According to CNN.com the Justice Department today approved the merger after more than a year of deliberation. I’ve been a Sirius subscriber since December 2006 and I think it’s great news. I suspect subscription prices will bump up at some point because of this but I’m not worried about it.

If this belongs in MPSIMS, by all means feel free to move it.

Well, good. Maybe there’ll be more stuff I want to listen to. I’m on Sirius as well.

Bah! I’m an XM subscriber because I refuse to have anything to do with anything associated with Howard Stern. Now I’ll be hearing ads for that ass.

My question is how they’ll merge the hardware and programming. I have this mental picture of music on one set of birds and all the talk on the other set of birds, but I don’t know enough about the tech involved to know if there could be compatibility without new equipment.

I don’t really recall hearing ads for Stern on other stations. Then again, I mostly listen to CBC, Iceberg, and Kidstuff.

Yeah, you’re not going to be able to get away from him. I’ve actually become a Stern fan since I got Sirius (which was Dec. 2005, not Dec. 2006 like I said in post #1).

I think the technological hurdles are easily overcome - probably no more complicated than merging mobile phone providers, and on a much smaller scale. They can switch the traffic any way they want, the challenge is doing it cheaply. I would imagine they will push some kind of firmware update to all the radios to make them all compatible with a single tranmission source (or maybe they’ll just update the Sirius radios to make them compatible with XM transmission, or vice-versa).

Whoa, folks.

The Department of Justice weighed in saying they had no objections to the merger.

The Federal Communications Commission, which still has to approve the plan, has NOT approved it and may not for a while, if at all.

And there are a couple of reasonably powerful United States Senators, including Herb Kohl, Chairman of the Judiciary Committee’s subcommittee on antitrust and consumer rights, who don’t want it to happen.

Sorry to be a buzzkill but let’s not go running in circles when there still several major hoops to jump through and opponents to be defeated.

I admire your optimism, but I cannot see it not going through all the way now.

That said, don’t they dare do anything to my Ron & Fez!

Dish network has some Sirius music channels. I wonder if they will add some XM, or drop it.

Good points. I hadn’t read up on it (still haven’t), but only read the CNN blurb. I’d like to see this happen, because I think it will improve and already terrific medium. I wonder what the hold up is on this.

Step 1. FCC next. Hopefully, they get their ass in gear before my subscription re-ups in January, so I can get whatever new packages they offer. But I wouldn’t bet on the Feds moving that fast…

Unfortunately, I don’t see anything keeping the FCC from approving it, especially with this FCC.

Holy crap this is great news. I wonder if it has anything to do with Arlen Specter being on the Howard Stern show last week.
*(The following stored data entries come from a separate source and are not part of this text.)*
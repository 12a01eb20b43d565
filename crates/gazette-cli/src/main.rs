//! gazette - integrate per-document extractions into one knowledge graph.
//!
//! Reads enhanced per-document JSON files, merges them into a deduplicated
//! global graph, and writes the graph JSON plus Neo4j bulk-import CSVs.

use std::path::PathBuf;

use anyhow::Result;
use clap::Parser;
use tracing::{warn, Level};
use tracing_subscriber::FmtSubscriber;

use gazette_core::IntegratorConfig;
use gazette_integrator::{integrate_directory, Integrator};

#[derive(Parser)]
#[command(name = "gazette")]
#[command(author, version, about = "Cross-document entity and relation integration", long_about = None)]
struct Cli {
    /// Directory of enhanced per-document JSON files
    #[arg(short, long, default_value = "enhanced_results")]
    input: PathBuf,

    /// Output path for the integrated knowledge graph JSON
    #[arg(short, long, default_value = "integrated_results/integrated_knowledge_graph.json")]
    output: PathBuf,

    /// Output directory for the Neo4j import CSV files
    #[arg(long, default_value = "neo4j_import")]
    csv_dir: PathBuf,

    /// Text similarity threshold for entity matching (0.0 - 1.0)
    #[arg(long, default_value = "0.8")]
    threshold: f64,

    /// Verbosity level (0-3)
    #[arg(short, long, default_value = "1")]
    verbose: u8,
}

fn main() -> Result<()> {
    let cli = Cli::parse();

    let log_level = match cli.verbose {
        0 => Level::ERROR,
        1 => Level::INFO,
        2 => Level::DEBUG,
        _ => Level::TRACE,
    };
    FmtSubscriber::builder()
        .with_max_level(log_level)
        .with_target(false)
        .compact()
        .init();

    let config = IntegratorConfig::with_threshold(cli.threshold);
    let mut integrator = Integrator::new(config);

    let summary = integrate_directory(&mut integrator, &cli.input)?;

    integrator.write_json(&cli.output)?;
    integrator.write_neo4j_csv(&cli.csv_dir)?;

    let report = integrator.validate();
    println!("{}", report);

    println!("Integration complete!");
    println!(
        "Processed {} files ({} skipped) with {} total documents",
        summary.files_processed, summary.files_skipped, summary.documents
    );
    println!(
        "Integrated {} unique entities and {} unique relations",
        report.total_entities, report.total_relations
    );

    if summary.files_skipped > 0 {
        warn!(
            "{} input files could not be parsed and were skipped",
            summary.files_skipped
        );
    }
    if report.locations_without_coords > 0 {
        warn!(
            "{} location entities are missing coordinate information",
            report.locations_without_coords
        );
    }
    if report.times_without_dates > 0 {
        warn!(
            "{} time entities are missing date information",
            report.times_without_dates
        );
    }

    Ok(())
}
Um, the aforementioned Howard Stern, who for some reason always requires separate and special treatment from the FCC? I’d wager that if Howard Stern were not on Sirius, the merger would have gone through in a month.

Maybe so; probably also Jim Cramer’s non-stop rants, which actually drew some attention to the fact that this merger between two financially struggling, ultimately insignificant companies has dragged on months longer than the multi-billion-dollar mergers of oil giants and the like.

Why should that matter? Stern is on a network that requires specific equipment and a contract to receive. Like cable, satellite radio should not be regulated by the FCC, at least in terms of content.

Everything you say is correct. You are a very logical and rational person.

You have no future in politics.

Can anyone explain why the FCC has to approve this? I thought part of the goodness that is satellite radio is that the FCC has no say over the content.

Thanks in advance for any answers.

Because the merger isn’t a question of content, its a question of how much competition there would be in a communication related business, which the FCC also regulates.